In many cases, students’ tuition and room and board payments can sustain a university’s finances, but those fees alone do not completely support a university.
Like many other universities, John Carroll has faced financial hardship in the face of a global pandemic. Even prior to the COVID-19 outbreak, the University has seen financial challenges.
“For a period of 12 consecutive years, the University has dipped into its endowment to cover costs because the amount of money it was raising from room, board and tuition didn’t cover the cost of running the institution,” said Brossmann.
In an attempt to balance the budget, the Board has decided that if John Carroll declares budgetary hardship, the University has a right to fire tenured faculty. “The University isn’t anywhere near financial exigency, we have plenty of money,” said Brossmann. “The Board wants a new threshold when determining what budgetary hardship is.”

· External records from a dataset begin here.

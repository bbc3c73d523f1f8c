//! Provides a [`GraphicsBackend`] drawing onto a raqote [`DrawTarget`].

use raqote::{DrawOptions, DrawTarget, PathBuilder, SolidSource, Source};

use super::{Cursor, GraphicsBackend, Role, RGBA};

/// Backend drawing onto a borrowed draw target, `scale` target pixels per box pixel.
pub struct RaqoteBackend<'a> {
    target        : &'a mut DrawTarget,
    scale         : f32,
    current_color : SolidSource,
    color_stack   : Vec<SolidSource>,
}

impl<'a> RaqoteBackend<'a> {
    pub fn new(target: &'a mut DrawTarget, scale: f64) -> Self {
        Self {
            target,
            scale:         scale as f32,
            current_color: SolidSource::from_unpremultiplied_argb(0xff, 0x00, 0x00, 0x00),
            color_stack:   Vec::new(),
        }
    }

    fn fill(&mut self, pos: Cursor, width: f64, height: f64, color: SolidSource) {
        let s = self.scale;
        let mut path_builder = PathBuilder::new();
        path_builder.rect(pos.x as f32 * s, pos.y as f32 * s, width as f32 * s, height as f32 * s);
        let path = path_builder.finish();

        self.target.fill(&path, &Source::Solid(color), &DrawOptions::default());
    }
}

fn solid(RGBA(r, g, b, a): RGBA) -> SolidSource {
    SolidSource::from_unpremultiplied_argb(a, r, g, b)
}

impl<'dt> GraphicsBackend for RaqoteBackend<'dt> {
    fn bbox(&mut self, pos: Cursor, width: f64, height: f64, role: Role) {
        let color = match role {
            Role::Bounds   => RGBA(0xc1, 0x00, 0x00, 0x60),
            Role::Baseline => RGBA(0x00, 0x00, 0xc1, 0x60),
        };
        self.fill(pos, width, height, solid(color));
    }

    fn rule(&mut self, pos: Cursor, width: f64, height: f64) {
        self.fill(pos, width, height, self.current_color);
    }

    fn begin_color(&mut self, color: RGBA) {
        self.color_stack.push(self.current_color);
        self.current_color = solid(color);
    }

    fn end_color(&mut self) {
        if let Some(color) = self.color_stack.pop() {
            self.current_color = color;
        }
    }
}

#[cfg(test)]
mod tests {
    use super::*;
    use crate::render::Renderer;

    #[test]
    fn draws_the_box() {
        let boxed = crate::render("x").unwrap();
        let mut target = DrawTarget::new(boxed.width() as i32, boxed.height() as i32);
        {
            let mut backend = RaqoteBackend::new(&mut target, 1.);
            Renderer::new().render(&boxed, &mut backend);
        }
        // premultiplied ARGB: opaque pixels have a full alpha byte
        let opaque = target.get_data().iter().filter(|&&pixel| pixel >> 24 == 0xff).count();
        assert!(opaque > 0);
    }
}
//! Fractions, binomials and stacked relations.

use std::cmp::max;

use crate::error::RasterResult;
use crate::font::SymbolTable;
use crate::parser::Lexer;
use crate::raster::compose::{blit, concat_vertical, StackBaseline};
use crate::raster::draw::{rule_raster, RuleStyle};
use crate::raster::{BoxKind, Subraster};
use super::constants::*;
use super::context::RenderContext;
use super::delimiters::enclose;
use super::engine::{empty_box, rasterize, required_box};
use super::{axis_height, Rendered};

/// What separates a numerator from its denominator.
#[derive(Debug, Clone, Copy, PartialEq, Eq)]
pub enum FracKind {
    /// a rule
    Frac,
    /// nothing
    Atop,
    /// nothing, the whole wrapped in parentheses
    Choose,
}

/// Which argument of a stacking command goes in the middle.
#[derive(Debug, Clone, Copy, PartialEq, Eq)]
pub enum StackKind {
    /// `\stackrel{above}{base}`
    Over,
    /// `\underset{below}{base}`
    Under,
}

/// `\frac{num}{den}`, arguments rendered `demote` levels smaller.
pub fn fraction<S: SymbolTable + ?Sized>(lex: &mut Lexer, ctx: &mut RenderContext<S>, kind: FracKind, demote: u8) -> Rendered {
    let size = ctx.size.saturating_sub(demote);
    let numerator = required_box(lex, size, ctx)?;
    let denominator = required_box(lex, size, ctx)?;
    build(numerator, denominator, kind, ctx).map(Some)
}

/// `num \over den`: the left expression over everything that follows.
pub fn infix<S: SymbolTable + ?Sized>(lex: &mut Lexer, ctx: &mut RenderContext<S>, kind: FracKind) -> Rendered {
    let numerator = match ctx.left_expression.take() {
        Some(numerator) => numerator,
        None => empty_box(ctx.size, ctx)?,
    };
    let rest = lex.rest();
    let denominator = match rasterize(rest, ctx.size, ctx)? {
        Some(denominator) => denominator,
        None => empty_box(ctx.size, ctx)?,
    };
    build(numerator, denominator, kind, ctx).map(Some)
}

/// Centers `numerator` over `denominator`; the rule, when there is one, lies on the math axis.
pub fn build<S: SymbolTable + ?Sized>(numerator: Subraster, denominator: Subraster, kind: FracKind, ctx: &mut RenderContext<S>) -> RasterResult<Subraster> {
    let em       = ctx.em(ctx.size);
    let width    = max(numerator.width(), denominator.width()) + 2;
    let rule_row = numerator.height() + FRACTION_GAP;
    let den_row  = rule_row + 1 + FRACTION_GAP;
    let height   = den_row + denominator.height();

    let mut raster = ctx.raster(width, height)?;
    blit(&mut raster, &numerator.raster, 0, ((width - numerator.width()) / 2) as isize, false);
    blit(&mut raster, &denominator.raster, den_row as isize, ((width - denominator.width()) / 2) as isize, false);
    if kind == FracKind::Frac {
        let clipped = rule_raster(&mut raster, rule_row as isize, 0, width, 1, RuleStyle::Solid);
        ctx.check_clipped(clipped)?;
    }

    let fraction = Subraster::new(raster, rule_row + axis_height(em), ctx.size, BoxKind::FractionImage);
    match kind {
        FracKind::Choose => enclose(vec![Some(fraction)], "(", &[], ")", ctx),
        _ => Ok(fraction),
    }
}

/// `\stackrel{a}{b}` and `\underset{a}{b}`; the first argument is one size smaller.
pub fn stack<S: SymbolTable + ?Sized>(lex: &mut Lexer, ctx: &mut RenderContext<S>, kind: StackKind) -> Rendered {
    let script = required_box(lex, ctx.size.saturating_sub(1), ctx)?;
    let base = required_box(lex, ctx.size, ctx)?;
    let stacked = match kind {
        StackKind::Over  => concat_vertical(script, base, StackBaseline::Bottom, LIMITS_GAP, true, ctx.pixel_limit())?,
        StackKind::Under => concat_vertical(base, script, StackBaseline::Top, LIMITS_GAP, true, ctx.pixel_limit())?,
    };
    Ok(Some(stacked))
}


#[cfg(test)]
mod tests {
    use super::*;
    use crate::font::BuiltinFont;
    use crate::layout::RenderSettings;

    fn render(expression: &str) -> Subraster {
        let font = BuiltinFont::new();
        let mut ctx = RenderContext::new(&font, RenderSettings::default());
        rasterize(expression, NORMALSIZE, &mut ctx).unwrap().unwrap()
    }

    #[test]
    fn fraction_geometry() {
        let frac = render(r"\frac{1}{2}");
        let digit = render(r"\small 1");
        assert_eq!(frac.kind, BoxKind::FractionImage);
        assert_eq!(frac.width(), digit.width() + 2);
        assert_eq!(frac.height(), 2 * digit.height() + 2 * FRACTION_GAP + 1);

        let rule_row = digit.height() + FRACTION_GAP;
        assert!((0 .. frac.width()).all(|col| frac.raster.is_set(rule_row as isize, col as isize)));
        assert!(frac.baseline > rule_row);
    }

    #[test]
    fn wider_part_sets_the_width() {
        let frac = render(r"\frac{1}{22222}");
        let den = render(r"\small 22222");
        assert_eq!(frac.width(), den.width() + 2);
    }

    #[test]
    fn over_splits_the_expression() {
        let over = render(r"1 \over 2");
        let frac = render(r"\dfrac12");
        assert_eq!(over.raster, frac.raster);
        assert_eq!(over.baseline, frac.baseline);
    }

    #[test]
    fn atop_has_no_rule() {
        let atop = render(r"1 \atop 2");
        let rule_row = render("1").height() + FRACTION_GAP;
        assert!((0 .. atop.width()).all(|col| !atop.raster.is_set(rule_row as isize, col as isize)));
    }

    #[test]
    fn binomials_are_parenthesized() {
        let binom = render(r"\binom{n}{k}");
        let atop = render(r"{\small n} \atop {\small k}");
        assert!(binom.width() > atop.width());
        assert!(binom.height() >= atop.height());
    }

    #[test]
    fn stackrel_keeps_the_base_line() {
        let stacked = render(r"\stackrel{a}{=}");
        let equals = render("=");
        assert_eq!(stacked.descent(), equals.descent());
        assert!(stacked.height() > equals.height());
    }
}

The Board has determined new guidelines that enable them to declare a state of budgetary hardship if the University’s revenue misses the budget by 6% in a given year and the University can project that revenue will continue to dip over the next two years.
“It only has to happen one year, and they’ll claim it will happen for two more. And that would be budgetary hardship. And once you have budgetary hardship, you can fire anyone you want to fire, which means that effectively there is no more tenure at John Carroll University,” Brossmann said.
With 177 members of JCU’s faculty tenured or on the tenured track, this news is devastating for academic freedom, said Brossmann. “Tenure is the protection of academic freedom. It allows faculty to express ideas that may be controversial.”
Professors challenge students to think critically about politics, reproductive rights, sexual orientation and racism, for example. Tenured academics are able to approach these controversial topics due to the protection of tenure.
“Faculty members won’t be willing to talk about those things any more because if they irritate somebody badly enough, then that person registers a complaint. The University could fire them,” Brossmann said.
Eliminating tenure, according to Brossmann, “would fundamentally change the way faculty are willing to interact with students. It will certainly fundamentally change the way that we interact and challenge our students.”
“It will be very difficult for us to be encouraging our students to ‘go forth and set the world on fire’ because those things require students to understand the transformative role that they have in society, and to help them have a transformative role, we [the faculty] have to challenge your current assumptions. And now it’s going to be incredibly risky to do that. Our jobs are on the line if we challenge your assumptions.”
The elimination of tenure increases the likelihood that quality faculty at the University will leave. It also decreases the likelihood that quality faculty will join the John Carroll community.
“Talk about a University that advances social justice issues, and they’ve just told the faculty that if we fire you just to save money, you don’t have the right to appeal the reasons why you were fired,” said Brossmann.
Due to COVID-19 and other financial issues surrounding the University, faculty and staff alike took pay cuts that were determined depending on each individual’s salary. Those who made under $40,000 were exempt from these cuts, but those who made between $40,000 – $70,000 were deducted 5% of their pay this year. Those who made between $70,000 and $100,000 were deducted 7% of their pay. Those who made over $100,000 had 10% of their salary withheld.
“We don’t want to hurt the University,” Brossmann added. “We don’t want to go public with this because that can hurt the University. But the day you decide that you’re going to go after tenure, we will have no choice but to go public.”
Editor’s Note: This story has been updated.